We have to point out that preoperative work up played a significant role in treatment for patients who refuse operation or unsuitable to operation. EUS is a widely used technique for T and N staging of esophageal cancer. Rösch et al. reported accuracy of T staging as 89% (18). For the N stage, especially with the use of fine needle aspiration (FNA), the diagnostic LNM accuracy of EUS reached 87–100% (19). CT was also applied to assess N stage and distant metastases (20). The sensitivity of chest CT in detecting distant metastases of nodules 10 mm or larger reached about 90% (21). PET/CT facilitated more sensitive detection of distant metastases (22). The development of multimodality assessment is making preoperative work up more and more consistent with postoperative results (the gold standard). We believed that patients who could not undergo surgery could refer to our suggestions. In addition, for lesions in the lower third of the thoracic segment and patients aged over 70, 3-FL lymphadenectomy was not routinely performed in our institution. Instead, we preformed cervical ultrasonography before operation. If cervical lymph node was reported swelling and patients were expected to tolerate the surgery, 3-FL was performed by experienced surgeons. This lead to 13.2% 3-FL. Considering treatment-related toxicities, we thought blind pursuit of large irradiation field covering every minor LNM site was unacceptable. Moreover, chemotherapy played significant role in systematic therapy. So, we suggested the irradiation field in the present study be adopted in definite chemoradiotherapy.

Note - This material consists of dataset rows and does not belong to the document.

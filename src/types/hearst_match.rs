use serde::{Deserialize, Serialize};

use crate::types::Span;

/// One extracted is-a relation: `(predicate, hypernym, hyponym)`
#[derive(Debug, Clone, PartialEq, Eq, Hash, Serialize, Deserialize)]
pub struct HearstMatch {
    pub predicate: String,
    pub hypernym: Span,
    pub hyponym: Span,
}

impl HearstMatch {
    pub fn new(predicate: impl Into<String>, hypernym: Span, hyponym: Span) -> Self {
        Self {
            predicate: predicate.into(),
            hypernym,
            hyponym,
        }
    }

    /// Tuple view, handy when comparing against expected triples
    pub fn as_tuple(&self) -> (&str, Span, Span) {
        (self.predicate.as_str(), self.hypernym, self.hyponym)
    }
}

impl<P: Into<String>> From<(P, Span, Span)> for HearstMatch {
    fn from((predicate, hypernym, hyponym): (P, Span, Span)) -> Self {
        HearstMatch::new(predicate, hypernym, hyponym)
    }
}
//! Operation registry
//!
//! Maps callable references to validated operation templates. Hosts use it
//! to rebuild instances from their serialized [`OperationState`] and to lay
//! out operation menus from declared categories.
//!
//! # Usage
//!
//! ```ignore
//! let mut registry = OperationRegistry::new();
//! registry.register(operation(add)?);
//!
//! let state = registry.get("add").unwrap().instantiate().reduce();
//! let restored = registry.reconstruct(state)?;
//! ```

use std::collections::{BTreeMap, HashMap};
use std::sync::Arc;

use serde::Serialize;

use crate::descriptor::{OperationDescriptor, OperationInstance, OperationState};
use crate::error::{OperationError, Result};

/// Registry of operation templates keyed by callable reference
pub struct OperationRegistry {
    entries: HashMap<String, Arc<OperationDescriptor>>,
}

impl OperationRegistry {
    /// Create a new empty registry
    pub fn new() -> Self {
        Self {
            entries: HashMap::new(),
        }
    }

    /// Register a template, replacing any with the same callable reference
    pub fn register(&mut self, descriptor: Arc<OperationDescriptor>) {
        let key = descriptor.callable_ref().to_string();
        if self.entries.insert(key.clone(), descriptor).is_some() {
            log::debug!("Replaced registered operation for callable '{}'", key);
        }
    }

    /// Get a template by callable reference
    pub fn get(&self, callable: &str) -> Option<&Arc<OperationDescriptor>> {
        self.entries.get(callable)
    }

    /// Check if a callable reference is registered
    pub fn contains(&self, callable: &str) -> bool {
        self.entries.contains_key(callable)
    }

    /// All registered templates, ordered by callable reference
    pub fn all(&self) -> Vec<&Arc<OperationDescriptor>> {
        let mut all: Vec<_> = self.entries.iter().collect();
        all.sort_by(|a, b| a.0.cmp(b.0));
        all.into_iter().map(|(_, d)| d).collect()
    }

    pub fn len(&self) -> usize {
        self.entries.len()
    }

    pub fn is_empty(&self) -> bool {
        self.entries.is_empty()
    }

    /// Merge another registry into this one
    ///
    /// Entries from `other` override entries in `self` with the same callable reference.
    pub fn merge(&mut self, other: OperationRegistry) {
        self.entries.extend(other.entries);
    }

    /// Rebuild an instance from its minimal serialized state
    pub fn reconstruct(&self, state: OperationState) -> Result<OperationInstance> {
        let descriptor = self
            .get(&state.callable)
            .ok_or_else(|| OperationError::UnregisteredCallable(state.callable.clone()))?;
        OperationInstance::restore(Arc::clone(descriptor), state)
    }

    /// Rebuild an instance from a JSON-encoded state
    pub fn reconstruct_json(&self, json: &str) -> Result<OperationInstance> {
        let state: OperationState = serde_json::from_str(json)?;
        self.reconstruct(state)
    }

    /// Build the category menu tree
    ///
    /// An operation appears once under each of its category paths;
    /// operations without categories sit at the root.
    pub fn menu(&self) -> CategoryMenu {
        let mut root = CategoryMenu::default();
        for descriptor in self.all() {
            if descriptor.metadata.categories.is_empty() {
                root.operations.push(descriptor.name.clone());
                continue;
            }
            for path in &descriptor.metadata.categories {
                let mut node = &mut root;
                for label in path.labels() {
                    node = node.submenus.entry(label.clone()).or_default();
                }
                node.operations.push(descriptor.name.clone());
            }
        }
        root
    }
}

impl Default for OperationRegistry {
    fn default() -> Self {
        Self::new()
    }
}

/// One level of the operation menu
#[derive(Debug, Clone, Default, PartialEq, Serialize)]
pub struct CategoryMenu {
    /// Nested menus by label
    pub submenus: BTreeMap<String, CategoryMenu>,
    /// Operation names listed at this level
    pub operations: Vec<String>,
}

impl CategoryMenu {
    /// Follow a path of labels down the tree
    pub fn find(&self, path: &[&str]) -> Option<&CategoryMenu> {
        path.iter()
            .try_fold(self, |node, label| node.submenus.get(*label))
    }
}
//! Callable handles and their declared signatures
//!
//! A [`Signature`] is the ground truth an operation is checked against: the
//! ordered parameters of the wrapped function, their type annotations and
//! defaults, and the declared return type(s). It is declared next to the
//! function and queried without ever calling it.

use std::fmt;
use std::sync::Arc;

use serde::{Deserialize, Serialize};

use crate::error::Result;
use crate::types::TypeTag;

/// Keyword-style argument bundle passed to a wrapped function
pub type Arguments = serde_json::Map<String, serde_json::Value>;

/// A declared parameter of a callable
#[derive(Debug, Clone, PartialEq, Serialize, Deserialize)]
#[serde(rename_all = "camelCase")]
pub struct Parameter {
    /// Parameter name
    pub name: String,
    /// Declared type, absent when unannotated
    pub annotation: Option<TypeTag>,
    /// Default value, absent when the parameter is required
    pub default: Option<serde_json::Value>,
}

impl Parameter {
    /// A typed parameter without a default
    pub fn required(name: impl Into<String>, annotation: TypeTag) -> Self {
        Self {
            name: name.into(),
            annotation: Some(annotation),
            default: None,
        }
    }

    /// A typed parameter with a default value
    pub fn optional(
        name: impl Into<String>,
        annotation: TypeTag,
        default: impl Into<serde_json::Value>,
    ) -> Self {
        Self {
            name: name.into(),
            annotation: Some(annotation),
            default: Some(default.into()),
        }
    }

    /// A parameter with no type annotation
    pub fn untyped(name: impl Into<String>) -> Self {
        Self {
            name: name.into(),
            annotation: None,
            default: None,
        }
    }

    /// Set a default value for this parameter
    pub fn with_default(mut self, default: impl Into<serde_json::Value>) -> Self {
        self.default = Some(default.into());
        self
    }
}

/// Declared return type of a callable
#[derive(Debug, Clone, PartialEq, Serialize, Deserialize)]
#[serde(untagged)]
pub enum ReturnAnnotation {
    /// A single return value
    Single(TypeTag),
    /// Several return values, in order
    Multiple(Vec<TypeTag>),
}

/// The declared shape of a callable
#[derive(Debug, Clone, Default, PartialEq, Serialize, Deserialize)]
#[serde(rename_all = "camelCase")]
pub struct Signature {
    pub parameters: Vec<Parameter>,
    pub returns: Option<ReturnAnnotation>,
}

impl Signature {
    /// Create a signature from its parameters, with no return annotation
    pub fn new(parameters: impl IntoIterator<Item = Parameter>) -> Self {
        Self {
            parameters: parameters.into_iter().collect(),
            returns: None,
        }
    }

    /// Declare a single return type
    pub fn returns(mut self, annotation: TypeTag) -> Self {
        self.returns = Some(ReturnAnnotation::Single(annotation));
        self
    }

    /// Declare several return types
    pub fn returns_many(mut self, annotations: impl IntoIterator<Item = TypeTag>) -> Self {
        self.returns = Some(ReturnAnnotation::Multiple(annotations.into_iter().collect()));
        self
    }

    /// Parameter names in declaration order
    pub fn parameter_names(&self) -> Vec<String> {
        self.parameters.iter().map(|p| p.name.clone()).collect()
    }

    /// Number of declared parameters
    pub fn arity(&self) -> usize {
        self.parameters.len()
    }

    /// Find a parameter by name
    pub fn parameter(&self, name: &str) -> Option<&Parameter> {
        self.parameters.iter().find(|p| p.name == name)
    }

    /// Type annotation of a parameter (None if unknown or unannotated)
    pub fn annotation(&self, name: &str) -> Option<&TypeTag> {
        self.parameter(name).and_then(|p| p.annotation.as_ref())
    }

    /// Default value of a parameter (None if unknown or required)
    pub fn default_value(&self, name: &str) -> Option<&serde_json::Value> {
        self.parameter(name).and_then(|p| p.default.as_ref())
    }

    /// Declared return types, flattened; empty when unannotated
    pub fn return_types(&self) -> Vec<TypeTag> {
        match &self.returns {
            None => Vec::new(),
            Some(ReturnAnnotation::Single(tag)) => vec![tag.clone()],
            Some(ReturnAnnotation::Multiple(tags)) => tags.clone(),
        }
    }
}

type OperationFn = dyn Fn(&Arguments) -> Result<serde_json::Value> + Send + Sync;

/// Opaque handle to a function that can back an operation
///
/// The handle carries the function's intrinsic name (if it has one) and its
/// declared [`Signature`]. Cloning shares the function.
#[derive(Clone)]
pub struct Callable {
    name: Option<String>,
    signature: Signature,
    func: Arc<OperationFn>,
}

impl Callable {
    /// Wrap a named function
    pub fn new<F>(name: impl Into<String>, signature: Signature, func: F) -> Self
    where
        F: Fn(&Arguments) -> Result<serde_json::Value> + Send + Sync + 'static,
    {
        Self {
            name: Some(name.into()),
            signature,
            func: Arc::new(func),
        }
    }

    /// Wrap a function that has no intrinsic name
    pub fn anonymous<F>(signature: Signature, func: F) -> Self
    where
        F: Fn(&Arguments) -> Result<serde_json::Value> + Send + Sync + 'static,
    {
        Self {
            name: None,
            signature,
            func: Arc::new(func),
        }
    }

    /// The function's intrinsic name
    pub fn name(&self) -> Option<&str> {
        self.name.as_deref()
    }

    /// The function's declared signature
    pub fn signature(&self) -> &Signature {
        &self.signature
    }

    /// Run the function with a keyword argument bundle
    pub fn invoke(&self, arguments: &Arguments) -> Result<serde_json::Value> {
        (self.func)(arguments)
    }

    /// Whether two handles share the same function
    pub fn ptr_eq(&self, other: &Callable) -> bool {
        Arc::ptr_eq(&self.func, &other.func)
    }
}

impl fmt::Debug for Callable {
    fn fmt(&self, f: &mut fmt::Formatter<'_>) -> fmt::Result {
        f.debug_struct("Callable")
            .field("name", &self.name)
            .field("signature", &self.signature)
            .finish_non_exhaustive()
    }
}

It was noteworthy that a related phase III study based on our present and previous studies is ongoing in China to compare efficacy of ENI and involved field irradiation received by patients with ESCC. Future data including recurrence pattern, treatment-related toxicities and survival will help to improve limitations of this article and update our knowledge.
Conclusions
Radiotherapy for patients with crossing-segments thoracic ESCC was supposed to be individualized. The lymph nodes included in the irradiation field should be determined according to the primary site in the esophagus. For upper-middle and middle-upper thoracic ESCC, abdominal cavity may be free from irradiation and inferior margin of irradiation field should be appropriately extended for middle-upper thoracic ESCC. For middle-lower and lower-middle thoracic ESCC, their LNM pattern resembled each other. Moreover, irradiation of abdominal cavity can’t be neglected, and superior margin of irradiation field should be adjusted accordingly for middle-lower thoracic ESCC.
Acknowledgements
Funding: This work was supported by the National Natural Science Foundation of China (81201526) and Shandong Province Natural Science Foundation (ZR2012HQ009).
Footnote
Conflicts of Interest: The authors have no conflicts of interest to declare.